## DATASET RECORDS
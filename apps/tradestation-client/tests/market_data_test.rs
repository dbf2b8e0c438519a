//! Market Data Fetcher Integration Tests
//!
//! Bar queries, capacity checks and multi-symbol fan-out against a mock
//! TradeStation API.

#![allow(clippy::unwrap_used)]

mod common;

use std::sync::Arc;

use chrono::{DateTime, NaiveDate};
use rust_decimal_macros::dec;
use serde_json::json;
use test_case::test_case;
use tokio_util::sync::CancellationToken;
use tradestation_client::{
    BarQuery, BarUnit, BrokerOperation, ClientError, FixedClock, SymbolOutcome, TradeStationClient,
};
use wiremock::matchers::{header, method, path, query_param};
use wiremock::{Mock, MockServer, ResponseTemplate};

use common::{SESSION_OPEN_NOW, bars_body, client, config, mount_token, requests_to};

fn date(y: i32, m: u32, d: u32) -> NaiveDate {
    NaiveDate::from_ymd_opt(y, m, d).unwrap()
}

#[test_case(Some(10), Some("2024-03-01".to_string()) ; "both windows")]
#[test_case(None, None ; "no window")]
fn bar_query_needs_exactly_one_window(bars_back: Option<u32>, first_date: Option<String>) {
    let err = BarQuery::new("AAPL", 5, BarUnit::Minute, bars_back, first_date, None).unwrap_err();
    assert!(err.is_usage_error());
}

#[tokio::test]
async fn operation_with_both_windows_makes_no_request() {
    let server = MockServer::start().await;
    let _client = client(&server).await;

    let err = BrokerOperation::parse(
        "tradestation_get_bars",
        json!({
            "symbol": "AAPL", "interval": 5, "unit": "Minute",
            "bars_back": 10, "firstdate": "2024-03-01"
        }),
    )
    .unwrap_err();

    assert!(matches!(err, ClientError::InvalidArgument(_)));
    assert!(server.received_requests().await.unwrap().is_empty());
}

#[tokio::test]
async fn get_bars_with_bars_back() {
    let server = MockServer::start().await;
    let client = client(&server).await;

    Mock::given(method("GET"))
        .and(path("/marketdata/barcharts/AAPL"))
        .and(header("authorization", "Bearer access-abc"))
        .and(header("accept", "application/json"))
        .and(query_param("interval", "5"))
        .and(query_param("unit", "Minute"))
        .and(query_param("barsback", "2"))
        .respond_with(ResponseTemplate::new(200).set_body_json(bars_body(&["100.25", "100.75"])))
        .expect(1)
        .mount(&server)
        .await;

    let query = BarQuery::new("AAPL", 5, BarUnit::Minute, Some(2), None, None).unwrap();
    let bars = client.get_bars(&query).await.unwrap();

    assert_eq!(bars.len(), 2);
    assert_eq!(bars[1].close, dec!(100.75));
    assert!(bars.iter().all(|b| b.symbol.as_deref() == Some("AAPL")));
}

#[tokio::test]
async fn get_bars_propagates_http_errors() {
    let server = MockServer::start().await;
    let client = client(&server).await;

    Mock::given(method("GET"))
        .and(path("/marketdata/barcharts/NOPE"))
        .respond_with(ResponseTemplate::new(404).set_body_json(json!({
            "Error": "NotFound", "Message": "Symbol not found"
        })))
        .mount(&server)
        .await;

    let query = BarQuery::new("NOPE", 1, BarUnit::Daily, Some(5), None, None).unwrap();
    let err = client.get_bars(&query).await.unwrap_err();
    assert_eq!(
        err,
        ClientError::Http {
            status: 404,
            message: "Symbol not found".to_string()
        }
    );
}

#[tokio::test]
async fn malformed_bars_are_data_format_errors() {
    let server = MockServer::start().await;
    let client = client(&server).await;

    Mock::given(method("GET"))
        .and(path("/marketdata/barcharts/AAPL"))
        .respond_with(ResponseTemplate::new(200).set_body_json(json!({"Bars": [{"TimeStamp": "x"}]})))
        .mount(&server)
        .await;

    let query = BarQuery::new("AAPL", 1, BarUnit::Daily, Some(5), None, None).unwrap();
    assert!(matches!(
        client.get_bars(&query).await,
        Err(ClientError::DataFormat(_))
    ));
}

#[tokio::test]
async fn range_too_large_makes_no_request() {
    let server = MockServer::start().await;
    let client = client(&server).await;

    let err = client
        .get_historical_intraday_data(&["AAPL", "MSFT"], date(2024, 1, 1), Some(date(2024, 12, 31)), 1)
        .await
        .unwrap_err();

    assert_eq!(
        err,
        ClientError::RangeTooLarge {
            required: 262 * 390,
            limit: 57_600
        }
    );
    assert!(server.received_requests().await.unwrap().is_empty());
}

#[tokio::test]
async fn failing_symbol_is_isolated_then_skipped() {
    let server = MockServer::start().await;
    let client = client(&server).await;

    for symbol in ["AAPL", "MSFT"] {
        Mock::given(method("GET"))
            .and(path(format!("/marketdata/barcharts/{symbol}")))
            .and(query_param("interval", "5"))
            .and(query_param("unit", "Minute"))
            .and(query_param("firstdate", "2024-03-04"))
            .and(query_param("lastdate", "2024-03-08"))
            .respond_with(ResponseTemplate::new(200).set_body_json(bars_body(&["100.10", "100.20"])))
            .expect(2)
            .mount(&server)
            .await;
    }
    Mock::given(method("GET"))
        .and(path("/marketdata/barcharts/BAD"))
        .respond_with(ResponseTemplate::new(500).set_body_string("internal error"))
        .expect(1)
        .mount(&server)
        .await;

    let symbols = ["AAPL", "BAD", "MSFT"];
    let first = client
        .get_historical_intraday_data(&symbols, date(2024, 3, 4), Some(date(2024, 3, 8)), 5)
        .await
        .unwrap();

    assert_eq!(first.len(), 3);
    assert_eq!(first.bars_for("AAPL").len(), 2);
    assert_eq!(first.bars_for("MSFT").len(), 2);
    let failures: Vec<_> = first.failures().map(|(s, _)| s).collect();
    assert_eq!(failures, vec!["BAD"]);
    assert_eq!(client.ignored_symbols(), vec!["BAD"]);

    let second = client
        .get_historical_intraday_data(&symbols, date(2024, 3, 4), Some(date(2024, 3, 8)), 5)
        .await
        .unwrap();

    assert_eq!(second.results()[1].outcome, SymbolOutcome::Skipped);
    assert_eq!(second.skipped().collect::<Vec<_>>(), vec!["BAD"]);
    assert_eq!(second.all_bars().len(), 4);
    assert_eq!(requests_to(&server, "/marketdata/barcharts/BAD").await.len(), 1);
}

#[tokio::test]
async fn usage_errors_and_cancellation_do_not_ignore_symbols() {
    let server = MockServer::start().await;
    mount_token(&server).await;
    let cancel = CancellationToken::new();
    let now = DateTime::parse_from_rfc3339(SESSION_OPEN_NOW).unwrap();
    let client =
        TradeStationClient::with_clock(config(&server), cancel.clone(), Arc::new(FixedClock(now)))
            .unwrap();

    let blank = client
        .get_historical_intraday_data(&["  "], date(2024, 3, 4), Some(date(2024, 3, 8)), 5)
        .await
        .unwrap();
    assert!(matches!(
        blank.failures().next(),
        Some((_, ClientError::InvalidArgument(_)))
    ));

    cancel.cancel();
    let cancelled = client
        .get_historical_intraday_data(&["AAPL"], date(2024, 3, 4), Some(date(2024, 3, 8)), 5)
        .await
        .unwrap();
    assert!(matches!(
        cancelled.failures().next(),
        Some(("AAPL", ClientError::Cancelled))
    ));

    assert!(client.ignored_symbols().is_empty());
    assert!(requests_to(&server, "/marketdata/barcharts/AAPL").await.is_empty());
}

#[tokio::test]
async fn historical_intraday_defaults_end_to_today() {
    let server = MockServer::start().await;
    let client = client(&server).await;

    Mock::given(method("GET"))
        .and(path("/marketdata/barcharts/SPY"))
        .and(query_param("firstdate", "2024-03-01"))
        .and(query_param("lastdate", "2024-03-04"))
        .respond_with(ResponseTemplate::new(200).set_body_json(json!({"Bars": []})))
        .expect(1)
        .mount(&server)
        .await;

    let batch = client
        .get_historical_intraday_data(&["SPY"], date(2024, 3, 1), None, 1)
        .await
        .unwrap();
    assert!(batch.is_complete());
    assert!(batch.all_bars().is_empty());
}
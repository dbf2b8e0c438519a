//! TradeStation client handle.
//!
//! Cheap to clone; clones share the token cache, the ignore-set and the
//! cancellation token. Separate `new` calls share nothing.

use std::collections::{BTreeSet, HashSet};
use std::sync::Arc;

use async_trait::async_trait;
use parking_lot::Mutex;
use serde::de::DeserializeOwned;
use tokio_util::sync::CancellationToken;

use super::auth::{AccessToken, TokenManager};
use super::config::TradeStationConfig;
use super::http_client::TradeStationHttpClient;
use crate::application::ports::{
    BarQuery, BrokerageApi, Clock, ClosePositionRequest, OpenPositionRequest, SystemClock,
};
use crate::domain::{Balances, Bar, OrderAck, Position};
use crate::error::ClientError;

/// TradeStation v3 REST and streaming client.
#[derive(Clone)]
pub struct TradeStationClient {
    pub(super) inner: Arc<Inner>,
}

pub(super) struct Inner {
    pub(super) config: TradeStationConfig,
    pub(super) http: TradeStationHttpClient,
    pub(super) tokens: TokenManager,
    pub(super) ignored: Mutex<HashSet<String>>,
    pub(super) clock: Arc<dyn Clock>,
}

impl TradeStationClient {
    /// Create a client using the system clock.
    ///
    /// # Errors
    ///
    /// Returns `InvalidArgument` if the configuration does not validate, or
    /// `Network` if the HTTP client cannot be built.
    pub fn new(config: TradeStationConfig, cancel: CancellationToken) -> Result<Self, ClientError> {
        Self::with_clock(config, cancel, Arc::new(SystemClock))
    }

    /// Create a client with an explicit clock.
    ///
    /// # Errors
    ///
    /// See [`TradeStationClient::new`].
    pub fn with_clock(
        config: TradeStationConfig,
        cancel: CancellationToken,
        clock: Arc<dyn Clock>,
    ) -> Result<Self, ClientError> {
        config
            .validate()
            .map_err(|e| ClientError::invalid_argument(e.to_string()))?;

        let http = TradeStationHttpClient::new(&config, cancel)?;
        let tokens = TokenManager::new(
            http.clone(),
            config.token_url(),
            config.credentials.clone(),
            config.token_freshness,
        );

        tracing::debug!(
            account_id = %config.account_id,
            api_url = %config.api_url,
            "TradeStation client created"
        );

        Ok(Self {
            inner: Arc::new(Inner {
                config,
                http,
                tokens,
                ignored: Mutex::new(HashSet::new()),
                clock,
            }),
        })
    }

    /// Return a usable access token, refreshing when stale or when `force` is set.
    ///
    /// # Errors
    ///
    /// Returns `Authentication` if the refresh is rejected, or `Cancelled`.
    pub async fn ensure_token(&self, force: bool) -> Result<AccessToken, ClientError> {
        self.inner.tokens.ensure_token(force).await
    }

    /// Symbols skipped by historical intraday fetches after a failure, sorted.
    #[must_use]
    pub fn ignored_symbols(&self) -> Vec<String> {
        self.inner
            .ignored
            .lock()
            .iter()
            .cloned()
            .collect::<BTreeSet<_>>()
            .into_iter()
            .collect()
    }

    /// Cancellation token shared by every request of this client.
    #[must_use]
    pub fn cancel_token(&self) -> &CancellationToken {
        self.inner.http.cancel_token()
    }

    /// Configuration the client was built with.
    #[must_use]
    pub fn config(&self) -> &TradeStationConfig {
        &self.inner.config
    }

    pub(super) fn is_ignored(&self, symbol: &str) -> bool {
        self.inner.ignored.lock().contains(symbol)
    }

    pub(super) fn ignore(&self, symbol: &str) {
        self.inner.ignored.lock().insert(symbol.to_string());
    }

    pub(super) fn clock(&self) -> &dyn Clock {
        self.inner.clock.as_ref()
    }

    /// Authorized GET against an API path.
    pub(super) async fn api_get<T: DeserializeOwned>(
        &self,
        path: &str,
        query: &[(&str, String)],
    ) -> Result<T, ClientError> {
        let token = self.ensure_token(false).await?;
        self.inner
            .http
            .get(&self.inner.config.api(path), query, &token)
            .await
    }
}

impl std::fmt::Debug for TradeStationClient {
    fn fmt(&self, f: &mut std::fmt::Formatter<'_>) -> std::fmt::Result {
        f.debug_struct("TradeStationClient")
            .field("account_id", &self.inner.config.account_id)
            .field("api_url", &self.inner.config.api_url)
            .field("ignored", &self.inner.ignored.lock().len())
            .finish_non_exhaustive()
    }
}

#[async_trait]
impl BrokerageApi for TradeStationClient {
    async fn get_bars(&self, query: &BarQuery) -> Result<Vec<Bar>, ClientError> {
        Self::get_bars(self, query).await
    }

    async fn open_position(
        &self,
        request: &OpenPositionRequest,
    ) -> Result<Vec<OrderAck>, ClientError> {
        Self::open_position(self, request).await
    }

    async fn close_position(&self, request: &ClosePositionRequest) -> Result<(), ClientError> {
        Self::close_position(self, request).await
    }

    async fn get_positions(&self) -> Result<Vec<Position>, ClientError> {
        Self::get_positions(self).await
    }

    async fn get_balances(&self) -> Result<Balances, ClientError> {
        Self::get_balances(self).await
    }
}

## WHAT IS BEING ASKED
Output the lines above between the one holding "assert!(batch.is_complete());" and the one holding "pub struct TradeStationClient", inclusive, with nothing before or after them.

## TASK RESULT
    assert!(batch.is_complete());
    assert!(batch.all_bars().is_empty());
}
repository dbf2b8e0c438519a
//! TradeStation client handle.
//!
//! Cheap to clone; clones share the token cache, the ignore-set and the
//! cancellation token. Separate `new` calls share nothing.

use std::collections::{BTreeSet, HashSet};
use std::sync::Arc;

use async_trait::async_trait;
use parking_lot::Mutex;
use serde::de::DeserializeOwned;
use tokio_util::sync::CancellationToken;

use super::auth::{AccessToken, TokenManager};
use super::config::TradeStationConfig;
use super::http_client::TradeStationHttpClient;
use crate::application::ports::{
    BarQuery, BrokerageApi, Clock, ClosePositionRequest, OpenPositionRequest, SystemClock,
};
use crate::domain::{Balances, Bar, OrderAck, Position};
use crate::error::ClientError;

/// TradeStation v3 REST and streaming client.
#[derive(Clone)]
pub struct TradeStationClient {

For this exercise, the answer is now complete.